I've decided to create a reading blog to show my students at a Toronto boys' school-- who are frequently reluctant readers-- the delight in reading.
Sunday, October 16, 2011
MIDSUMMER NIGHT IN THE WORKHOUSE by Diana Athill (2011) House of Anansi Press, 196 pages
In her preface to this collection of previously published stories, 93-year-old Diana Athill writes about "being hit" by her first story "one January morning in 1958." And, that in terms of her writing process, "I did not think about them in advance: a feeling would brew up, a first sentence would occur to me, and then the story would come, as though it had been there all the time." Consider the first sentence in "The Real Thing:" "I went to the dance with Thomas Toofat." Already you know something about the narrator and her attitudes. Or the one from "The Return" where she begins, "'Is bombs from the mountain. Not good,' said the man Christos, scraggy at the table over his plate of beans and oil, and wiped his fist across his mouth." It was this story that won a 500-pound prize from The Observer and woke her up to the fact that she "could write and had become happy."
The seductive quality of Athill's stories makes them feel contemporary, even though most of them were scribbled into existence 40-50 years ago. I knew she was a woman ahead of her time from reading her memoirs STET and SOMEWHERE TOWARDS THE END, so I should have expected the same progressive attitudes from characters in the stories collected here in MIDSUMMER NIGHT IN THE WORKHOUSE. She writes so convincingly about the distances between men and women and with a wry sense of humour. Take, for example, Cecilia's observation about Charles in the titular tale: "He went straight over to take off the record, assuming that she would prefer him to music." Or, the way she boldly teases him by suggesting, "Please do not sleep with the maids. It can cause pregnancy."

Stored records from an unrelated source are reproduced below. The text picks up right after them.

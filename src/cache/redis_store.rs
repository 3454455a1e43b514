//! Redis Cache Store
//!
//! Remote backend speaking plain Redis commands over a shared
//! `ConnectionManager`: `GET`, `SET key value PX ms`, `DEL`, `SADD` + `PEXPIRE`,
//! `SMEMBERS`.
//! Every command is bounded by the configured operation timeout.

use std::future::Future;
use std::time::Duration;

use async_trait::async_trait;
use redis::{aio::ConnectionManager, AsyncCommands, Client};
use tracing::info;

use crate::cache::CacheStore;
use crate::error::{CacheResult, CacheStoreError};

// == Redis Cache Store ==
/// Cache backend backed by a Redis-compatible server.
#[derive(Clone)]
pub struct RedisCacheStore {
    conn: ConnectionManager,
    operation_timeout: Duration,
}

impl RedisCacheStore {
    // == Connect ==
    /// Opens a managed connection to `url`.
    ///
    /// Fails if the URL is invalid or the server cannot be reached within
    /// `operation_timeout`.
    pub async fn connect(url: &str, operation_timeout: Duration) -> CacheResult<Self> {
        let client = Client::open(url)?;
        let conn = tokio::time::timeout(operation_timeout, ConnectionManager::new(client))
            .await
            .map_err(|_| CacheStoreError::Timeout(operation_timeout))??;

        info!(url, "Connected to Redis cache backend");
        Ok(Self {
            conn,
            operation_timeout,
        })
    }

    async fn bounded<T, F>(&self, command: F) -> CacheResult<T>
    where
        F: Future<Output = redis::RedisResult<T>> + Send,
    {
        match tokio::time::timeout(self.operation_timeout, command).await {
            Ok(result) => result.map_err(CacheStoreError::from),
            Err(_) => Err(CacheStoreError::Timeout(self.operation_timeout)),
        }
    }
}

// PX and PEXPIRE reject zero, so sub-millisecond TTLs round up
fn millis(ttl: Duration) -> u64 {
    ttl.as_millis().clamp(1, u64::MAX as u128) as u64
}

#[async_trait]
impl CacheStore for RedisCacheStore {
    async fn get(&self, key: &str) -> CacheResult<Option<String>> {
        let mut conn = self.conn.clone();
        self.bounded(async move { conn.get(key).await }).await
    }

    async fn set(&self, key: &str, value: String, ttl: Option<Duration>) -> CacheResult<()> {
        let mut conn = self.conn.clone();
        let mut cmd = redis::cmd("SET");
        cmd.arg(key).arg(value);
        if let Some(ttl) = ttl {
            cmd.arg("PX").arg(millis(ttl));
        }
        self.bounded(async move { cmd.query_async::<_, ()>(&mut conn).await })
            .await
    }

    async fn delete(&self, key: &str) -> CacheResult<()> {
        let mut conn = self.conn.clone();
        self.bounded(async move { conn.del::<_, ()>(key).await }).await
    }

    async fn delete_many(&self, keys: &[String]) -> CacheResult<()> {
        if keys.is_empty() {
            return Ok(());
        }
        let mut conn = self.conn.clone();
        let keys = keys.to_vec();
        self.bounded(async move { conn.del::<_, ()>(keys).await }).await
    }

    async fn add_to_set(
        &self,
        set_key: &str,
        member: &str,
        ttl: Option<Duration>,
    ) -> CacheResult<()> {
        let mut conn = self.conn.clone();
        let mut pipe = redis::pipe();
        pipe.atomic().cmd("SADD").arg(set_key).arg(member).ignore();
        if let Some(ttl) = ttl {
            pipe.cmd("PEXPIRE").arg(set_key).arg(millis(ttl)).ignore();
        }
        self.bounded(async move { pipe.query_async::<_, ()>(&mut conn).await })
            .await
    }

    async fn set_members(&self, set_key: &str) -> CacheResult<Vec<String>> {
        let mut conn = self.conn.clone();
        self.bounded(async move { conn.smembers(set_key).await }).await
    }

    fn backend_name(&self) -> &'static str {
        "redis"
    }
}

#[cfg(test)]
mod tests {
    use super::*;

    #[test]
    fn test_millis_never_zero() {
        assert_eq!(millis(Duration::ZERO), 1);
        assert_eq!(millis(Duration::from_micros(300)), 1);
        assert_eq!(millis(Duration::from_secs(2)), 2000);
    }

    #[tokio::test]
    async fn test_connect_rejects_invalid_url() {
        let result = RedisCacheStore::connect("not-a-redis-url", Duration::from_millis(100)).await;
        assert!(result.is_err());
    }

    #[tokio::test]
    async fn test_connect_unreachable_server_fails() {
        // Port 1 is reserved and never runs Redis
        let result =
            RedisCacheStore::connect("redis://127.0.0.1:1/", Duration::from_millis(200)).await;
        assert!(result.is_err());
    }
}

The stories are also rife with ordinary moments that stop your heart as in "For Rain It Hath a Friendly Sound" when Kate returns with her lover David for a last drink and "halfway up the stairs, he turned in the middle of a sentence to kiss her cheek...almost too natural to notice." Later, in "An Unavoidable Delay" Rose decides that "to go on with this architect would be worse than full skirts, flowered cotton and flat sandals, it would be too banal, not to be thought of."
Diana Athill is a wonder. Find your way to these stories. You will be charmed.